Your task
Give the records again, word for word.

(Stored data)
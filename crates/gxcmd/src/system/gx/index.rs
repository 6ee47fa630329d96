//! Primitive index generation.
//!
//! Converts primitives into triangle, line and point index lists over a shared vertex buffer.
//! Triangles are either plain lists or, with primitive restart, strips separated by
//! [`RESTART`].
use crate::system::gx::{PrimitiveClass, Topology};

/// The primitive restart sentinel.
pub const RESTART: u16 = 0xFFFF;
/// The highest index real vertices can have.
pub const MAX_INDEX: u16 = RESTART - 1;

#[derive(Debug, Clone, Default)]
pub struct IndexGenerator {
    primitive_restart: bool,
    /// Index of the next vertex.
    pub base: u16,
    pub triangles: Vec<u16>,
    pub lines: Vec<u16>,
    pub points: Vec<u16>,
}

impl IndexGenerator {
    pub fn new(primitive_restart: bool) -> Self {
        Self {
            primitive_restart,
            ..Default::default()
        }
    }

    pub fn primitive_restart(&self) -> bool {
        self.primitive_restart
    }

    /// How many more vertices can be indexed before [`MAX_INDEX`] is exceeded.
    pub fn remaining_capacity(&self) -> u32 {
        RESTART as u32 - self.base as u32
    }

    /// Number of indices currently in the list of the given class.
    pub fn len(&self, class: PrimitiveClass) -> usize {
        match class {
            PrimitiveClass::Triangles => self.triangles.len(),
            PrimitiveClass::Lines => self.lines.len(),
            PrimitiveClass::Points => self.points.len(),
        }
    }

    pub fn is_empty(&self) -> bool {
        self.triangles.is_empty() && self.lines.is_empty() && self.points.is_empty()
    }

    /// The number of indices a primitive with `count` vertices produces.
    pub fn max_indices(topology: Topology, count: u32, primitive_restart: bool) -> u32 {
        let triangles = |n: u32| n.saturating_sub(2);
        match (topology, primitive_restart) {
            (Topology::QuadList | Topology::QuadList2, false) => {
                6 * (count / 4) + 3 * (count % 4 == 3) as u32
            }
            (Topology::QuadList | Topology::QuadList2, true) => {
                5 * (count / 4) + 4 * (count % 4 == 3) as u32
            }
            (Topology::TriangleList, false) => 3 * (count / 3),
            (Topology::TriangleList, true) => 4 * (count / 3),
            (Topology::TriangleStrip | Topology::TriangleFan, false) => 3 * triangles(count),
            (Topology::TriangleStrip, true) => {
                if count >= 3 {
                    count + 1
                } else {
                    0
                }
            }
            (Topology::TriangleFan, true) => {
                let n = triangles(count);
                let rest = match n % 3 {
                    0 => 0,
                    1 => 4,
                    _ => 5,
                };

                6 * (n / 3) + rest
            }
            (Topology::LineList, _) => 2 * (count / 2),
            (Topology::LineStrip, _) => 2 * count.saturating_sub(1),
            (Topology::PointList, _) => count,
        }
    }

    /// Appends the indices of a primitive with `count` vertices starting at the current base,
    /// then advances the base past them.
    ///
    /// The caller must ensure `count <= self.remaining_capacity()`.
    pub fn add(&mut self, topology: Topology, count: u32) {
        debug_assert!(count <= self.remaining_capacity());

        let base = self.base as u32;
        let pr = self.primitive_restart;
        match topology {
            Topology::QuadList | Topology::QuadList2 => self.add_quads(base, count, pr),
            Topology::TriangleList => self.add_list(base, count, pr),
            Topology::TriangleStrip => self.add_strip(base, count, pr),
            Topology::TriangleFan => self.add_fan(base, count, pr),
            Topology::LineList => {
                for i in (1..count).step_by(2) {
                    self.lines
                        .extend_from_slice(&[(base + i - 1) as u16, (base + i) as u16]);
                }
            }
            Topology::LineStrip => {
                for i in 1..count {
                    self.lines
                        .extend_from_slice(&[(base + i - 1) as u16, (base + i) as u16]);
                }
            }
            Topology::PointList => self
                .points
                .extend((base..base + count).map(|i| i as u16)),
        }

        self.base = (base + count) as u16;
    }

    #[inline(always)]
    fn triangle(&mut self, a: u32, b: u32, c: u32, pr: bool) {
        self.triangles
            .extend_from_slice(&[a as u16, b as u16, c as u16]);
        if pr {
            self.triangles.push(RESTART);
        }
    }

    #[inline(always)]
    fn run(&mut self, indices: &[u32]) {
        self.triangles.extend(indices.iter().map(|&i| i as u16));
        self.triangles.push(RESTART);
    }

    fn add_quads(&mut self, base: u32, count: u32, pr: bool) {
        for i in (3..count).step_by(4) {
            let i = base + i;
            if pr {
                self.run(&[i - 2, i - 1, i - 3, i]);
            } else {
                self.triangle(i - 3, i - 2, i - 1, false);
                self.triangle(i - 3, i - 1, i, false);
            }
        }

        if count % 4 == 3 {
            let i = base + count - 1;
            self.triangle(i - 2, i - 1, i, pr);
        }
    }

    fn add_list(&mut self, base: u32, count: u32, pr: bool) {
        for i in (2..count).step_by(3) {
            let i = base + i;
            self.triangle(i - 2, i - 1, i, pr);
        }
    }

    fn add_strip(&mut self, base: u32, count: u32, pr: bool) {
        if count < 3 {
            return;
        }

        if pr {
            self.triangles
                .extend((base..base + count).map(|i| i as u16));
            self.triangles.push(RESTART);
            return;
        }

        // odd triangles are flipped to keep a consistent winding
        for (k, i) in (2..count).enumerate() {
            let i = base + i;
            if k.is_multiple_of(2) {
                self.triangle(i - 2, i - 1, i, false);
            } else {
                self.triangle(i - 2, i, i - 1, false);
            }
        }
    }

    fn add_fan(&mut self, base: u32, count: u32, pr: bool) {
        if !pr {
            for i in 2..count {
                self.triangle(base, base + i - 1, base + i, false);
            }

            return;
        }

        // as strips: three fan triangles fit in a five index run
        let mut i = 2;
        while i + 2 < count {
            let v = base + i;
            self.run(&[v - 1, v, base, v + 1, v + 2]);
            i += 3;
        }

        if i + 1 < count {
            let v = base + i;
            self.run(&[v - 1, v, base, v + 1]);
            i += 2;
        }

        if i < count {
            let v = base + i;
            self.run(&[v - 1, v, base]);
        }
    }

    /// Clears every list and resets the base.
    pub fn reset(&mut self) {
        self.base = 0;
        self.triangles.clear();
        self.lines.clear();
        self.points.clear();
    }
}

Response box
filename crates/gxcmd/src/system/gx/index.rs
repository 6ee47fa630329d96
//! Primitive index generation.
//!
//! Converts primitives into triangle, line and point index lists over a shared vertex buffer.
//! Triangles are either plain lists or, with primitive restart, strips separated by
//! [`RESTART`].
use crate::system::gx::{PrimitiveClass, Topology};

/// The primitive restart sentinel.
pub const RESTART: u16 = 0xFFFF;
/// The highest index real vertices can have.
pub const MAX_INDEX: u16 = RESTART - 1;

#[derive(Debug, Clone, Default)]
pub struct IndexGenerator {
    primitive_restart: bool,
    /// Index of the next vertex.
    pub base: u16,
    pub triangles: Vec<u16>,
    pub lines: Vec<u16>,
    pub points: Vec<u16>,
}

impl IndexGenerator {
    pub fn new(primitive_restart: bool) -> Self {
        Self {
            primitive_restart,
            ..Default::default()
        }
    }

    pub fn primitive_restart(&self) -> bool {
        self.primitive_restart
    }

    /// How many more vertices can be indexed before [`MAX_INDEX`] is exceeded.
    pub fn remaining_capacity(&self) -> u32 {
        RESTART as u32 - self.base as u32
    }

    /// Number of indices currently in the list of the given class.
    pub fn len(&self, class: PrimitiveClass) -> usize {
        match class {
            PrimitiveClass::Triangles => self.triangles.len(),
            PrimitiveClass::Lines => self.lines.len(),
            PrimitiveClass::Points => self.points.len(),
        }
    }

    pub fn is_empty(&self) -> bool {
        self.triangles.is_empty() && self.lines.is_empty() && self.points.is_empty()
    }

    /// The number of indices a primitive with `count` vertices produces.
    pub fn max_indices(topology: Topology, count: u32, primitive_restart: bool) -> u32 {
        let triangles = |n: u32| n.saturating_sub(2);
        match (topology, primitive_restart) {
            (Topology::QuadList | Topology::QuadList2, false) => {
                6 * (count / 4) + 3 * (count % 4 == 3) as u32
            }
            (Topology::QuadList | Topology::QuadList2, true) => {
                5 * (count / 4) + 4 * (count % 4 == 3) as u32
            }
            (Topology::TriangleList, false) => 3 * (count / 3),
            (Topology::TriangleList, true) => 4 * (count / 3),
            (Topology::TriangleStrip | Topology::TriangleFan, false) => 3 * triangles(count),
            (Topology::TriangleStrip, true) => {
                if count >= 3 {
                    count + 1
                } else {
                    0
                }
            }
            (Topology::TriangleFan, true) => {
                let n = triangles(count);
                let rest = match n % 3 {
                    0 => 0,
                    1 => 4,
                    _ => 5,
                };

                6 * (n / 3) + rest
            }
            (Topology::LineList, _) => 2 * (count / 2),
            (Topology::LineStrip, _) => 2 * count.saturating_sub(1),
            (Topology::PointList, _) => count,
        }
    }

    /// Appends the indices of a primitive with `count` vertices starting at the current base,
    /// then advances the base past them.
    ///
    /// The caller must ensure `count <= self.remaining_capacity()`.
    pub fn add(&mut self, topology: Topology, count: u32) {
        debug_assert!(count <= self.remaining_capacity());

        let base = self.base as u32;
        let pr = self.primitive_restart;
        match topology {
            Topology::QuadList | Topology::QuadList2 => self.add_quads(base, count, pr),
            Topology::TriangleList => self.add_list(base, count, pr),
            Topology::TriangleStrip => self.add_strip(base, count, pr),
            Topology::TriangleFan => self.add_fan(base, count, pr),
            Topology::LineList => {
                for i in (1..count).step_by(2) {
                    self.lines
                        .extend_from_slice(&[(base + i - 1) as u16, (base + i) as u16]);
                }
            }
            Topology::LineStrip => {
                for i in 1..count {
                    self.lines
                        .extend_from_slice(&[(base + i - 1) as u16, (base + i) as u16]);
                }
            }
            Topology::PointList => self
                .points
                .extend((base..base + count).map(|i| i as u16)),
        }

        self.base = (base + count) as u16;
    }

    #[inline(always)]
    fn triangle(&mut self, a: u32, b: u32, c: u32, pr: bool) {
        self.triangles
            .extend_from_slice(&[a as u16, b as u16, c as u16]);
        if pr {
            self.triangles.push(RESTART);
        }
    }

    #[inline(always)]
    fn run(&mut self, indices: &[u32]) {
        self.triangles.extend(indices.iter().map(|&i| i as u16));
        self.triangles.push(RESTART);
    }

    fn add_quads(&mut self, base: u32, count: u32, pr: bool) {
        for i in (3..count).step_by(4) {
            let i = base + i;
            if pr {
                self.run(&[i - 2, i - 1, i - 3, i]);
            } else {
                self.triangle(i - 3, i - 2, i - 1, false);
                self.triangle(i - 3, i - 1, i, false);
            }
        }

        if count % 4 == 3 {
            let i = base + count - 1;
            self.triangle(i - 2, i - 1, i, pr);
        }
    }

    fn add_list(&mut self, base: u32, count: u32, pr: bool) {
        for i in (2..count).step_by(3) {
            let i = base + i;
            self.triangle(i - 2, i - 1, i, pr);
        }
    }

    fn add_strip(&mut self, base: u32, count: u32, pr: bool) {
        if count < 3 {
            return;
        }

        if pr {
            self.triangles
                .extend((base..base + count).map(|i| i as u16));
            self.triangles.push(RESTART);
            return;
        }

        // odd triangles are flipped to keep a consistent winding
        for (k, i) in (2..count).enumerate() {
            let i = base + i;
            if k.is_multiple_of(2) {
                self.triangle(i - 2, i - 1, i, false);
            } else {
                self.triangle(i - 2, i, i - 1, false);
            }
        }
    }

    fn add_fan(&mut self, base: u32, count: u32, pr: bool) {
        if !pr {
            for i in 2..count {
                self.triangle(base, base + i - 1, base + i, false);
            }

            return;
        }

        // as strips: three fan triangles fit in a five index run
        let mut i = 2;
        while i + 2 < count {
            let v = base + i;
            self.run(&[v - 1, v, base, v + 1, v + 2]);
            i += 3;
        }

        if i + 1 < count {
            let v = base + i;
            self.run(&[v - 1, v, base, v + 1]);
            i += 2;
        }

        if i < count {
            let v = base + i;
            self.run(&[v - 1, v, base]);
        }
    }

    /// Clears every list and resets the base.
    pub fn reset(&mut self) {
        self.base = 0;
        self.triangles.clear();
        self.lines.clear();
        self.points.clear();
    }
}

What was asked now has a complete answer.